De temps immémorial, on a donné de ce problème une solution simple, pratique et même brutale.

Elle consiste à définir l’intelligence par la scolarité. Plus un pays a conservé sa figure primitive, plus il est stationnaire, plus cette définition par les études contrôlées y est importante, sinon exclusive.

L’Intelligence-Classe est alors la classe de ceux qui ont fait leurs études ; les études sont démontrées par les diplômes, preuves matérielles. Mandarins, clercs, docteurs, licenciés constituent la classe intellectuelle, qui est ainsi désignée de la façon la plus claire, (puisqu’elle est matérielle), et devient très aisément dénombrable. Ce système est excellent pour la préservation et la transmission des connaissances, médiocre sinon mauvais pour leur accroissement. Il arrive aussi que la preuve matérielle soit plus durable que ce qu’elle prouve, que le zèle, la curiosité, la vigueur mentale de celui qu’elle institue membre de la caste des lettrés.

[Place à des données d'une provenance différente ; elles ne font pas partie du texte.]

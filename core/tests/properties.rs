//! Property tests for the engine invariants: id monotonicity, aggregation
//! arithmetic, and the remove → undo round trip, under arbitrary command
//! sequences.

use std::sync::Arc;

use proptest::prelude::*;

use celustock_core::analytics::{dashboard_stats, StatsConfig};
use celustock_core::engine::{EngineCommand, EngineEnvironment, EngineEvent, EngineReducer};
use celustock_core::reducer::Reducer;
use celustock_core::{EngineState, Money, PhoneId, PhoneUpdate, Utc};
use celustock_testing::{test_clock, MemorySnapshots};

fn env() -> EngineEnvironment {
    EngineEnvironment::new(Arc::new(test_clock()), Arc::new(MemorySnapshots::new()))
}

fn arb_model() -> impl Strategy<Value = String> {
    prop_oneof![
        Just("iPhone 13".to_string()),
        Just("iPhone 14".to_string()),
        Just("iPhone 15".to_string()),
        Just("iPhone 15 Pro".to_string()),
    ]
}

fn arb_command() -> impl Strategy<Value = EngineCommand> {
    prop_oneof![
        (arb_model(), 1_u64..40_000).prop_map(|(model, price)| EngineCommand::CreatePhone {
            model,
            capacity: "128GB".to_string(),
            condition: "Nuevo".to_string(),
            price: Money::from_units(price),
        }),
        (1_u64..12, proptest::option::of(1_u64..40_000)).prop_map(|(id, price)| {
            EngineCommand::UpdatePhone {
                id: PhoneId::new(id),
                fields: PhoneUpdate {
                    price: price.map(Money::from_units),
                    ..PhoneUpdate::default()
                },
            }
        }),
        (1_u64..12).prop_map(|id| EngineCommand::MarkSold { id: PhoneId::new(id) }),
        (1_u64..12).prop_map(|id| EngineCommand::RemovePhone { id: PhoneId::new(id) }),
        Just(EngineCommand::UndoLast),
        arb_model().prop_map(|model| EngineCommand::EnqueueCustomer {
            name: "Cliente".to_string(),
            interested_model: model,
        }),
        Just(EngineCommand::AttendNext),
    ]
}

/// Applies a command sequence, ignoring rejections, and returns the ids of
/// every record created along the way.
fn apply_all(state: &mut EngineState, commands: Vec<EngineCommand>) -> Vec<u64> {
    let reducer = EngineReducer::new();
    let env = env();
    let mut created = Vec::new();
    for command in commands {
        if let Ok((EngineEvent::PhoneCreated { record }, _)) =
            reducer.reduce(state, command, &env)
        {
            created.push(record.id.value());
        }
    }
    created
}

proptest! {
    #[test]
    fn created_ids_are_strictly_increasing(commands in proptest::collection::vec(arb_command(), 0..60)) {
        let mut state = EngineState::new();
        let created = apply_all(&mut state, commands);

        for pair in created.windows(2) {
            prop_assert!(pair[0] < pair[1]);
        }
    }

    #[test]
    fn aggregation_arithmetic_holds_for_any_state(commands in proptest::collection::vec(arb_command(), 0..60)) {
        let mut state = EngineState::new();
        apply_all(&mut state, commands);

        let stats = dashboard_stats(&state, &StatsConfig::default(), Utc::now());
        let inv = &stats.inventory;

        let expected_value: Money = state.phones.values().map(|p| p.price).sum();
        prop_assert_eq!(inv.value, expected_value);
        prop_assert_eq!(inv.total, state.count() as u64);
        prop_assert!(inv.available <= inv.total);

        if inv.total == 0 {
            prop_assert_eq!(inv.average_price, 0.0);
        } else {
            let expected = inv.value.units() / inv.total as f64;
            prop_assert!((inv.average_price - expected).abs() < 1e-9);
        }

        prop_assert_eq!(inv.by_condition.values().sum::<u64>(), inv.total);
        prop_assert_eq!(inv.by_capacity.values().sum::<u64>(), inv.total);
        prop_assert_eq!(inv.segments.iter().map(|s| s.count).sum::<u64>(), inv.total);

        let sales = &stats.sales;
        let expected_revenue: Money = state.sales.iter().map(|s| s.price).sum();
        prop_assert_eq!(sales.revenue, expected_revenue);
        prop_assert_eq!(sales.total, state.sales.len() as u64);
        prop_assert!(sales.average_ticket.is_finite());
    }

    #[test]
    fn remove_then_undo_restores_the_exact_record(commands in proptest::collection::vec(arb_command(), 0..40)) {
        let mut state = EngineState::new();
        apply_all(&mut state, commands);

        let Some(id) = state.phones.keys().next().copied() else {
            return Ok(());
        };
        let before = state.phones[&id].clone();

        let reducer = EngineReducer::new();
        let env = env();
        reducer
            .reduce(&mut state, EngineCommand::RemovePhone { id }, &env)
            .map_err(|e| TestCaseError::fail(format!("remove rejected: {e}")))?;
        prop_assert!(!state.exists(id));

        reducer
            .reduce(&mut state, EngineCommand::UndoLast, &env)
            .map_err(|e| TestCaseError::fail(format!("undo rejected: {e}")))?;

        prop_assert_eq!(state.get(id), Some(&before));
    }
}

Parmi les inconvénients du système, il faut signaler l’ankylose de l’homme dans son attitude initiale. On me dit qu’il est encore possible en Amérique de changer de carrière à tout âge, de passer du libéral au manuel et réciproquement.

De cette conception si ancienne et si commode, on passe très aisément à la notion moderne des professions libérales.

Ce sont, paraît-il, les professions qui conviennent à un homme libre.

Un homme libre ne devait pas vivre du travail de ses mains.